TASK PROMPT:
Tally the lines in the records below that contain "event" and return only the result.

**** SUPPLIED RECORDS ****

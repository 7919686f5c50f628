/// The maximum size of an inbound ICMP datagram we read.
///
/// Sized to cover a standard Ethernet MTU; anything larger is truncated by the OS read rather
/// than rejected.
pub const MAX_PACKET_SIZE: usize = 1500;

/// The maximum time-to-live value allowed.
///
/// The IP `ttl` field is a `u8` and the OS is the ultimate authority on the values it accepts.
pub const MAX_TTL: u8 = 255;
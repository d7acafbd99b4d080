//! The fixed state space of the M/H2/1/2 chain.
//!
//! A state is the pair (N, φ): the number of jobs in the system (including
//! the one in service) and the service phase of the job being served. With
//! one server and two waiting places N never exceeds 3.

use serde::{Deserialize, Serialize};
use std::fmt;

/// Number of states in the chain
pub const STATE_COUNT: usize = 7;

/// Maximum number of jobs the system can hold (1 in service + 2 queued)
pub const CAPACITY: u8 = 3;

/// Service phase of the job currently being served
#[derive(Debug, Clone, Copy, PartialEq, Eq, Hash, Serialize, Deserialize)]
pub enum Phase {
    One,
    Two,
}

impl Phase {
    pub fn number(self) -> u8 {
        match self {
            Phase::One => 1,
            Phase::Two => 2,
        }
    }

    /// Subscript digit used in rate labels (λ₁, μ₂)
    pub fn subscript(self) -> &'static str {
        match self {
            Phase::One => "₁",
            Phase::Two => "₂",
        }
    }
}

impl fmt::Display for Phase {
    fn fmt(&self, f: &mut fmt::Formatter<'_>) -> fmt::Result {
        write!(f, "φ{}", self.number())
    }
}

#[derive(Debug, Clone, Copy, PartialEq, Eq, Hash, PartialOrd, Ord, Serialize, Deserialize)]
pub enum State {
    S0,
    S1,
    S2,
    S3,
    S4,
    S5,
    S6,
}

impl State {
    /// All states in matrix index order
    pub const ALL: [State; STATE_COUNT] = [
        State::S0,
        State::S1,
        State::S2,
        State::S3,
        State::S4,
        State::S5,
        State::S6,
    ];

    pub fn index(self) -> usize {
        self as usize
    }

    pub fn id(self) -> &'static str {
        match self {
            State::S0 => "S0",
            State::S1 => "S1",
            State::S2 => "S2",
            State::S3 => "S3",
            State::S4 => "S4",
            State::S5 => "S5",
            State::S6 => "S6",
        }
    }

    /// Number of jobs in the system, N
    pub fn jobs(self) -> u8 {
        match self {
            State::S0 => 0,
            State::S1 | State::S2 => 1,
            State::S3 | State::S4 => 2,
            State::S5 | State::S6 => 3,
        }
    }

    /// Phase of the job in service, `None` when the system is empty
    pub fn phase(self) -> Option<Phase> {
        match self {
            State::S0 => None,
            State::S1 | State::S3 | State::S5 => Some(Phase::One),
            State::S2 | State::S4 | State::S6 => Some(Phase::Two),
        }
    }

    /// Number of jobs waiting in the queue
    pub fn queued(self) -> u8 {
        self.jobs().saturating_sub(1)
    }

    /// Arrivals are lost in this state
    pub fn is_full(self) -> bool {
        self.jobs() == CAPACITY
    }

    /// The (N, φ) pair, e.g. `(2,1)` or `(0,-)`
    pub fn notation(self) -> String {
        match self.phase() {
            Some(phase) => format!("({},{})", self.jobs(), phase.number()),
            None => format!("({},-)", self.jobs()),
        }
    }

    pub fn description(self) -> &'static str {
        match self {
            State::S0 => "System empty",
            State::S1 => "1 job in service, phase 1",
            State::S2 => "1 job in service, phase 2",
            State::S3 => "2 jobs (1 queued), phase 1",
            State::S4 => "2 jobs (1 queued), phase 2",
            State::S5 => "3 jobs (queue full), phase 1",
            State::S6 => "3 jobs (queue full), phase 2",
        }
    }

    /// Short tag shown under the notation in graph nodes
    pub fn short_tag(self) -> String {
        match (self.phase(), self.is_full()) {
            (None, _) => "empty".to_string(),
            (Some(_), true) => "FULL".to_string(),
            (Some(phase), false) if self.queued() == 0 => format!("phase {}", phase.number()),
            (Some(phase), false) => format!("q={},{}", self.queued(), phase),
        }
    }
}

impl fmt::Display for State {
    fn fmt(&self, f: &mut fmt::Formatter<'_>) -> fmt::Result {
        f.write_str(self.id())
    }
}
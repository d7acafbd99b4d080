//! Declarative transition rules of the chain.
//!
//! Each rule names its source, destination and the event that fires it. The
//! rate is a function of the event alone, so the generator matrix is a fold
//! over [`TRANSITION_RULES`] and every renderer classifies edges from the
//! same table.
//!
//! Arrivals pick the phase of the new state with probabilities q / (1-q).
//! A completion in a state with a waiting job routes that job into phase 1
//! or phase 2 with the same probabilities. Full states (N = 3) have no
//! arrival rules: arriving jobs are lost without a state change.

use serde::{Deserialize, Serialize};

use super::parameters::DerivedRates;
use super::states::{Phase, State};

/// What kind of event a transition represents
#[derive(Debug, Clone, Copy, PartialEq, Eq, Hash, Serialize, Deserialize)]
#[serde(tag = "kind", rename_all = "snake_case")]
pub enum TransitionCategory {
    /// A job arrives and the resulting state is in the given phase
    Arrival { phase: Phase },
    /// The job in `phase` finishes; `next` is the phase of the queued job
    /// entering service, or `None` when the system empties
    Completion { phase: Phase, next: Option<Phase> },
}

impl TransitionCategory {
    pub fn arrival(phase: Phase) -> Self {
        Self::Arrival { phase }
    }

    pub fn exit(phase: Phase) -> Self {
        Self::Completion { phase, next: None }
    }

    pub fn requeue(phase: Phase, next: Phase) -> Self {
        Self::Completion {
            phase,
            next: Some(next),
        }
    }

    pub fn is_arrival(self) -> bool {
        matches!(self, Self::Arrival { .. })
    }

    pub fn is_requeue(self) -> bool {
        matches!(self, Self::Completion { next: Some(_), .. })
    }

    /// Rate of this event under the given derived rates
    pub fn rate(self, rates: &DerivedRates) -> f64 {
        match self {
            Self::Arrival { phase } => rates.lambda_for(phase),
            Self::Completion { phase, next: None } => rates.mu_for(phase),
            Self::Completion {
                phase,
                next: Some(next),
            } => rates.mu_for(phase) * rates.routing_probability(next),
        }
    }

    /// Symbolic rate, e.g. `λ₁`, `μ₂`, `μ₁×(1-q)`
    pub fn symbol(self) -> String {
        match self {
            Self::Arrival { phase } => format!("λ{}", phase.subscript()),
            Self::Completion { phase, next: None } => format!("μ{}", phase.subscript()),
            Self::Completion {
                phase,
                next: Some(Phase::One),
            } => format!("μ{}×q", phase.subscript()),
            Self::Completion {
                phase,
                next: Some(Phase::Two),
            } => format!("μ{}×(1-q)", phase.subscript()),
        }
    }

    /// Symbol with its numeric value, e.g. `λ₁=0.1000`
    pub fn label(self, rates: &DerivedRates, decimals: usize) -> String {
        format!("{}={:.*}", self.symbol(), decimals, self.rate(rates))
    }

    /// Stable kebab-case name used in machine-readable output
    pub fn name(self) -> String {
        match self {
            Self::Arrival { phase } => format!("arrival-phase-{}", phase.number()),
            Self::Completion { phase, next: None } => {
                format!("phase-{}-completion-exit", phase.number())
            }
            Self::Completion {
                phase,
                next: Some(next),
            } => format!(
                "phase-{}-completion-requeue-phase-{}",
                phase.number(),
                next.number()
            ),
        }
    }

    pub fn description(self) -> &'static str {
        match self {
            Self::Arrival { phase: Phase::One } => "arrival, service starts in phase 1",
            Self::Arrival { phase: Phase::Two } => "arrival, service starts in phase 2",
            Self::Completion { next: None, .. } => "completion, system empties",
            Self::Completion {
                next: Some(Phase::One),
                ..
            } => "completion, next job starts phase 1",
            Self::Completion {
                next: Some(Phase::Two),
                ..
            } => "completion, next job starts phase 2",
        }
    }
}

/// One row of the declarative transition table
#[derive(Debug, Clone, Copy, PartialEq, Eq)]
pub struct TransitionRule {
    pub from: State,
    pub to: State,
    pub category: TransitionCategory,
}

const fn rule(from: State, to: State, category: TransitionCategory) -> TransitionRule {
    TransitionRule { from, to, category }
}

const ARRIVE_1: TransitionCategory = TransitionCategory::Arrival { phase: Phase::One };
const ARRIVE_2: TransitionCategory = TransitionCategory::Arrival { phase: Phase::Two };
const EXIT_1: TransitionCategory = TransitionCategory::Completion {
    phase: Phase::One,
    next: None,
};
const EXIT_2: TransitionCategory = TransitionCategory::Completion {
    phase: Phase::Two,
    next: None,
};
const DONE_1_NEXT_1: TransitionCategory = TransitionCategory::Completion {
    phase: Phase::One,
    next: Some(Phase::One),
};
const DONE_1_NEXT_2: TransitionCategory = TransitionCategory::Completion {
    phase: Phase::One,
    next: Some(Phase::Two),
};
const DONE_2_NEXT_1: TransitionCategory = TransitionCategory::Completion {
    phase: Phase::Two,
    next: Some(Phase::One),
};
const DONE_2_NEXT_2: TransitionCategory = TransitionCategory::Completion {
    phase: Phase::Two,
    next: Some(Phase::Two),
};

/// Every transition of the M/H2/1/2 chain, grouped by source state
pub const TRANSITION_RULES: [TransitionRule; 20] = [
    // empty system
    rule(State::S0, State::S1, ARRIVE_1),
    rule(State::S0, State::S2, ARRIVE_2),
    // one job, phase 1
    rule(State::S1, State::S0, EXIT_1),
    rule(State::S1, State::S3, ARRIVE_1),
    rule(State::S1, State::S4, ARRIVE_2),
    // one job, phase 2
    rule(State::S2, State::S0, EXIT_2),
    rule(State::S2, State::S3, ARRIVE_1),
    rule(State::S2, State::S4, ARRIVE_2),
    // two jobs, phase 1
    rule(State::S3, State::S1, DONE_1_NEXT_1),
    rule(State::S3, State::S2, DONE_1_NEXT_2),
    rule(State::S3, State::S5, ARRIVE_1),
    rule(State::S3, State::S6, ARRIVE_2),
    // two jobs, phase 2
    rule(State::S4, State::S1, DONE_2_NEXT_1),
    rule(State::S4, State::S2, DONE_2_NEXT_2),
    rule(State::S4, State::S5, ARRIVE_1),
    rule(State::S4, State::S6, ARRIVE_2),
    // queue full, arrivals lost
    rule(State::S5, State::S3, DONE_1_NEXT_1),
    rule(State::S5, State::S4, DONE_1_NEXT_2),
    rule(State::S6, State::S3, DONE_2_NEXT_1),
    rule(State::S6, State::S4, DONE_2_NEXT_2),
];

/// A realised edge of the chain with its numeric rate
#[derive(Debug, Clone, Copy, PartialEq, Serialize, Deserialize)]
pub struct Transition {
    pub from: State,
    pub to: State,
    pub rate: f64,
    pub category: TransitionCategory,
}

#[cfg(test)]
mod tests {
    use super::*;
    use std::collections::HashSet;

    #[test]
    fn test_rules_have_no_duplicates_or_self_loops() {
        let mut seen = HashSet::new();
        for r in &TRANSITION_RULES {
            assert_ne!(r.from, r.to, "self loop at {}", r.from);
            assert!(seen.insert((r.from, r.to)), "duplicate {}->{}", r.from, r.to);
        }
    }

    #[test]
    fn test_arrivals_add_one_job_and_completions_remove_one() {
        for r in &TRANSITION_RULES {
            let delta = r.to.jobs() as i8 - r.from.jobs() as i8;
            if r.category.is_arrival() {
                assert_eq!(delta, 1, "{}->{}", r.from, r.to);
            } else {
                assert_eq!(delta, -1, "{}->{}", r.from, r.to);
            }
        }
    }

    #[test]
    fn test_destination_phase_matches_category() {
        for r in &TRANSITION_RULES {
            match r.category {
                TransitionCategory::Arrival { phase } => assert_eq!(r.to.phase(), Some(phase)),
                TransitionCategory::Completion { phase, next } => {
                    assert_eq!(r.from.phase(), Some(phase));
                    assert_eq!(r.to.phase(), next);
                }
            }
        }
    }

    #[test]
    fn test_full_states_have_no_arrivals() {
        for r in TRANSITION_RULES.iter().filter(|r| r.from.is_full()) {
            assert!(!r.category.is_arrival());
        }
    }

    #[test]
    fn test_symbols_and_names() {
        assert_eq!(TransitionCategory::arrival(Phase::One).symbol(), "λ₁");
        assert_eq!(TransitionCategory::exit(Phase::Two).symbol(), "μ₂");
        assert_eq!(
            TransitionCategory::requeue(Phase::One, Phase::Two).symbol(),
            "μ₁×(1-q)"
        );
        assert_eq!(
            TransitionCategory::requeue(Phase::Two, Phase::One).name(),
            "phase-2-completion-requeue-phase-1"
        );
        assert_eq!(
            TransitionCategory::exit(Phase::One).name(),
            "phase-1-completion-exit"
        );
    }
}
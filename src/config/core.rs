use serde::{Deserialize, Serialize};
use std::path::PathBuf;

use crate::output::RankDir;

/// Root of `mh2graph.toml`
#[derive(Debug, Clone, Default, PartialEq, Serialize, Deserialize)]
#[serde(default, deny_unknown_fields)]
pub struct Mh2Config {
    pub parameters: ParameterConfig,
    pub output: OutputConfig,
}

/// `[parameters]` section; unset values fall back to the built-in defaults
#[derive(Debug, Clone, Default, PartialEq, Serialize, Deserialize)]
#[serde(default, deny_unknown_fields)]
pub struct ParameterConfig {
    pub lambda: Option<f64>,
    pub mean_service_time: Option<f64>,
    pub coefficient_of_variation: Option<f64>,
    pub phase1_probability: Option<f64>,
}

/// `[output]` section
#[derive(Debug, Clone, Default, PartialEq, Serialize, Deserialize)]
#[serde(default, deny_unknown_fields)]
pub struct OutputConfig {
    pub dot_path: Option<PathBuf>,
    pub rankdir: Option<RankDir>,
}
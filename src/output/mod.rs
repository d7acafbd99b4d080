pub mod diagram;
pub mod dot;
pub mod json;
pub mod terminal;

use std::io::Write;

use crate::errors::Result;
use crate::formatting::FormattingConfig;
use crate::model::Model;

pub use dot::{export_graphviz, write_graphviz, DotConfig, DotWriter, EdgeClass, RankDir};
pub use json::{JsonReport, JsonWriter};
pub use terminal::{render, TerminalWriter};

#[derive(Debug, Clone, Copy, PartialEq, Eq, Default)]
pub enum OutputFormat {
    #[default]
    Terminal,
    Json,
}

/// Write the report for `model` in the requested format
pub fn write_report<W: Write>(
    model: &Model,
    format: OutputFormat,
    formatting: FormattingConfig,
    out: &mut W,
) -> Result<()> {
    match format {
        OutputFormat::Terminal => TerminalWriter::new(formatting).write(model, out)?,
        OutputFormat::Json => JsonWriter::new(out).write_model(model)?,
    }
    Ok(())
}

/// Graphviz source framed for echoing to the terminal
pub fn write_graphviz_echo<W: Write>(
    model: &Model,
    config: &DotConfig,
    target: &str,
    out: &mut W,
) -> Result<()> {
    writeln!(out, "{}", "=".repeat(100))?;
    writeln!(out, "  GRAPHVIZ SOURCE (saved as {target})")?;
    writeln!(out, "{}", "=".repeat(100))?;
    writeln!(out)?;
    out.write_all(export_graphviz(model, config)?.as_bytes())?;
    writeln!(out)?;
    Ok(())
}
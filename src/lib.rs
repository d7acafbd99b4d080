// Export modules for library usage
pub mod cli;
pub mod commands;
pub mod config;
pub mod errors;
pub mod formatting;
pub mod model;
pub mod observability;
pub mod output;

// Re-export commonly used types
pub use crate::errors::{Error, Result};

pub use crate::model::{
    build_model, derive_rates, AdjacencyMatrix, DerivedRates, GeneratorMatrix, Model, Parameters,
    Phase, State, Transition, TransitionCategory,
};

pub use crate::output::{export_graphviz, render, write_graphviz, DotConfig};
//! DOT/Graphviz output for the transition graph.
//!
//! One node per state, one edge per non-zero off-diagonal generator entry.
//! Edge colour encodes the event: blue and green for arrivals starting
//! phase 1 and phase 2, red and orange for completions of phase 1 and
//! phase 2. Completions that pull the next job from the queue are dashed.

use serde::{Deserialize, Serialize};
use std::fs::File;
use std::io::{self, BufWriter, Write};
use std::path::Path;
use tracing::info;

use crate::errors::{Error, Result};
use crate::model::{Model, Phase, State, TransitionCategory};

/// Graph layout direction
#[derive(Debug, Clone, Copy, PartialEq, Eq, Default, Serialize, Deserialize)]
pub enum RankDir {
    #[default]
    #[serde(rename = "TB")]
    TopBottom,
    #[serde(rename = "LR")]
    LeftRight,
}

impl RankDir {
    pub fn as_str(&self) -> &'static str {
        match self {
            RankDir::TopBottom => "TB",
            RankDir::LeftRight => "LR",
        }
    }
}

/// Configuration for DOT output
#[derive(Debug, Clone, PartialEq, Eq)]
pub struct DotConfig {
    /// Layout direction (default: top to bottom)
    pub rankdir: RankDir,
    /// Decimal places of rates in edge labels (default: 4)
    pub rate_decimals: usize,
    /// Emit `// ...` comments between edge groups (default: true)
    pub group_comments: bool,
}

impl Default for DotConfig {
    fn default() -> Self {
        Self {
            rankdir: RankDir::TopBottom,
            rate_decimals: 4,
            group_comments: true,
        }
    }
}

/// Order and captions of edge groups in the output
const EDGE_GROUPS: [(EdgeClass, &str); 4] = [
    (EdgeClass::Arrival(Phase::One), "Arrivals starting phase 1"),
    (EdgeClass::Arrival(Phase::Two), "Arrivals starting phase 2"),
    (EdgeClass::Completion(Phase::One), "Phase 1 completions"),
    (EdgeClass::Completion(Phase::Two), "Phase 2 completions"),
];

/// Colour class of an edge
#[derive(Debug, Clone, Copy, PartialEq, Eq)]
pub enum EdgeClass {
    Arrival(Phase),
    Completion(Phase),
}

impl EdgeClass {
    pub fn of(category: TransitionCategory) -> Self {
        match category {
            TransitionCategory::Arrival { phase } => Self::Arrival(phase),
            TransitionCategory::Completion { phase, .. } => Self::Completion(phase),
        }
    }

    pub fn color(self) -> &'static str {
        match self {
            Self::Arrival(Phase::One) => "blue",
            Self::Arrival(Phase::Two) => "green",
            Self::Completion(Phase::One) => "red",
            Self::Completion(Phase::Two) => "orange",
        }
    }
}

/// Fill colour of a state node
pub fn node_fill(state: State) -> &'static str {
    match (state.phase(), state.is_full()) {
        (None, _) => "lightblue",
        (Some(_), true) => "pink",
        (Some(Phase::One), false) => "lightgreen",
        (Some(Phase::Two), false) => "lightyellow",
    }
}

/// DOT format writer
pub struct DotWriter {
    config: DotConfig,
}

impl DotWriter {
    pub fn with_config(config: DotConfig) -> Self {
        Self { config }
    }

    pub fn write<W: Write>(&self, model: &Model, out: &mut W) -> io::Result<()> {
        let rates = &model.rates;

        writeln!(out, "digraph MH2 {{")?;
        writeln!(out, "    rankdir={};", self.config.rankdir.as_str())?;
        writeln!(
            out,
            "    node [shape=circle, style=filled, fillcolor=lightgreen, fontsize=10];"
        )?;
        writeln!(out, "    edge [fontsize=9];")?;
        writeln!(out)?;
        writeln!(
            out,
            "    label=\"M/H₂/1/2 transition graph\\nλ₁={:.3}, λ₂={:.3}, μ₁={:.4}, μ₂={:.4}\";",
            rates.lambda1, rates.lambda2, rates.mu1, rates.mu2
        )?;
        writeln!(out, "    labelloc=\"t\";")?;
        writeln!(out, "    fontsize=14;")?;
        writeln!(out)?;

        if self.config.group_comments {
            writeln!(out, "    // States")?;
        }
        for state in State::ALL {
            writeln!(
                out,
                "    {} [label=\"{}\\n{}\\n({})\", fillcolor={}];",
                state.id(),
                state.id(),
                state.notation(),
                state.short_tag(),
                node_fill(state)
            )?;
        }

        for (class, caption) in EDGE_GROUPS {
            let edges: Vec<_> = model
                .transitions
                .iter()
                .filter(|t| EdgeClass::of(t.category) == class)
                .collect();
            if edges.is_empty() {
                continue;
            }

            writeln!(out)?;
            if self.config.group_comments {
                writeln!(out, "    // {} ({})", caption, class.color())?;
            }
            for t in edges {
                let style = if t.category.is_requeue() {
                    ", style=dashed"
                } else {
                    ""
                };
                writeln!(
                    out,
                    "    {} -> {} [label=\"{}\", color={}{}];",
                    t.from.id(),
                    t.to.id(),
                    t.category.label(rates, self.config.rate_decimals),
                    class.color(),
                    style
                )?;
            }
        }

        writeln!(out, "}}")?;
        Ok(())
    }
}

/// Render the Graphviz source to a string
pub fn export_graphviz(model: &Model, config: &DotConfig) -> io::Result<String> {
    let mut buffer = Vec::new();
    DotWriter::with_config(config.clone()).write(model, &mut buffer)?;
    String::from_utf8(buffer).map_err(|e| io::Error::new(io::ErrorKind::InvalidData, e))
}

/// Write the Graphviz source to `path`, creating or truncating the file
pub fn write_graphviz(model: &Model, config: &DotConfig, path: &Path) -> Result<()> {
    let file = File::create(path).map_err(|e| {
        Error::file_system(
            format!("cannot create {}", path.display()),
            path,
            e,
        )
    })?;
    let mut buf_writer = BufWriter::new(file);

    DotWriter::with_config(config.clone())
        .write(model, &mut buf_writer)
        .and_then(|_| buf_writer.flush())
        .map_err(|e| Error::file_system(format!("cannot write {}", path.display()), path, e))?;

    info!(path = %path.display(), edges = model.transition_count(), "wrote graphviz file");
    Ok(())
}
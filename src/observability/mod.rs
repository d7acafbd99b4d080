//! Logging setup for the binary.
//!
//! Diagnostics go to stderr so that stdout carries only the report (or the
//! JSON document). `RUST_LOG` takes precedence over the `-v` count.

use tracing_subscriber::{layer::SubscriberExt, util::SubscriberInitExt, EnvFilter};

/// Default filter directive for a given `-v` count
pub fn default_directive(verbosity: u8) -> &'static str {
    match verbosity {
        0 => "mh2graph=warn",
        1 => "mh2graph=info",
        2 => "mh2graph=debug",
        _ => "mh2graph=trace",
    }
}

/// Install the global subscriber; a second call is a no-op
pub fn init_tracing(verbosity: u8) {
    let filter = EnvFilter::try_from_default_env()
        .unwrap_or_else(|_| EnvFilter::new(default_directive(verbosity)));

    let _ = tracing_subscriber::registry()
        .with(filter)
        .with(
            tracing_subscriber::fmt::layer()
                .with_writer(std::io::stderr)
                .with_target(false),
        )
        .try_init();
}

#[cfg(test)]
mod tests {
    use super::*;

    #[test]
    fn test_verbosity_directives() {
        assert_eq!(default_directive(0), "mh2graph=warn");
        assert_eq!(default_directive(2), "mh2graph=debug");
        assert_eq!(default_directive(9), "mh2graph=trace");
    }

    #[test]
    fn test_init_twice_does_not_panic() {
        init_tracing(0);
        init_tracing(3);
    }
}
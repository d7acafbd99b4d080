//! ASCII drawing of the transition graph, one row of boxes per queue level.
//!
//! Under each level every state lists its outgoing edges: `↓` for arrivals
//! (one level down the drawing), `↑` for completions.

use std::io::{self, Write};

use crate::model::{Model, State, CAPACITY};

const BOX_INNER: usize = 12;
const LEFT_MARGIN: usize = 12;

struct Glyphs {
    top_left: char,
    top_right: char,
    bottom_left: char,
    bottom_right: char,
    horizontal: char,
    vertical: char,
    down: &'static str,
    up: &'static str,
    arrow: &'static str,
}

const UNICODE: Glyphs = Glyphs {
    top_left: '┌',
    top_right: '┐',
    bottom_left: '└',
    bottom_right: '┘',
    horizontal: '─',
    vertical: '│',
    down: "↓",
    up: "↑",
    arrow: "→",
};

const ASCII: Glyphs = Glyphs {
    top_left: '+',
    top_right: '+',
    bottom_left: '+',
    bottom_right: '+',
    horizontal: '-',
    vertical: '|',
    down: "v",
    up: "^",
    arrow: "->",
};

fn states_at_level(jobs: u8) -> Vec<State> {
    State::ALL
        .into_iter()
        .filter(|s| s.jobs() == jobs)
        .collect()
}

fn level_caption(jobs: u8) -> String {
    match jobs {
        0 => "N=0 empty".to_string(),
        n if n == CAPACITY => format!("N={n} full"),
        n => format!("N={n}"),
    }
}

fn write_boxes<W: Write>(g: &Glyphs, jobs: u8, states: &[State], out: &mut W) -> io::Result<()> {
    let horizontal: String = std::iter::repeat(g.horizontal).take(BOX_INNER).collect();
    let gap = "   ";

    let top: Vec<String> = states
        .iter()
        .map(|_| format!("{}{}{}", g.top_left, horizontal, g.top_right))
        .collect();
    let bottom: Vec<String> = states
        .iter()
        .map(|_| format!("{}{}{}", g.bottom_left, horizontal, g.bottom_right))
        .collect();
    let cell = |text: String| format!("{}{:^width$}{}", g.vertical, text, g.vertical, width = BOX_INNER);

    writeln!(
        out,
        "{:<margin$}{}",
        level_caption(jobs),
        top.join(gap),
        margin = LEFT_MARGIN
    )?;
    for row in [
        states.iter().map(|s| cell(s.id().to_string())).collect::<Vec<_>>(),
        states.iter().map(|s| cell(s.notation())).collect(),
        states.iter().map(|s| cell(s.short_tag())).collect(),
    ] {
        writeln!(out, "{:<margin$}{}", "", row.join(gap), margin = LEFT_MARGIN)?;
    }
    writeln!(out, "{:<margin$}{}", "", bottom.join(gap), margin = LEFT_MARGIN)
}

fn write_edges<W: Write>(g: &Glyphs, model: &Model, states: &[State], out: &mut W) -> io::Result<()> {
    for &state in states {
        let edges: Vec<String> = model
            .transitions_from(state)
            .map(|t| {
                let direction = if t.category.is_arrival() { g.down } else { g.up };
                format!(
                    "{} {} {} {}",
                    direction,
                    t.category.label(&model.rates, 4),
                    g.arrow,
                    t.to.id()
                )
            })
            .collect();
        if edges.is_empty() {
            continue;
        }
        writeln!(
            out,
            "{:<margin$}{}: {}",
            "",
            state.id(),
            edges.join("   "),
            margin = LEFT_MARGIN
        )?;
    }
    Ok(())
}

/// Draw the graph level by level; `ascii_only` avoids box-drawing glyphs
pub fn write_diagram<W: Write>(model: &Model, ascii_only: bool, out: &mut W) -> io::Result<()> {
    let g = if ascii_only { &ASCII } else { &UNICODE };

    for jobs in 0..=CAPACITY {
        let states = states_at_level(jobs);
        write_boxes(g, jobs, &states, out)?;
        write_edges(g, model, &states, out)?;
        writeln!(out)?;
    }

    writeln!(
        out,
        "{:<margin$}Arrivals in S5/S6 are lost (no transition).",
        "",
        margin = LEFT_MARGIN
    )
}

****

TASK RESPONSE:
5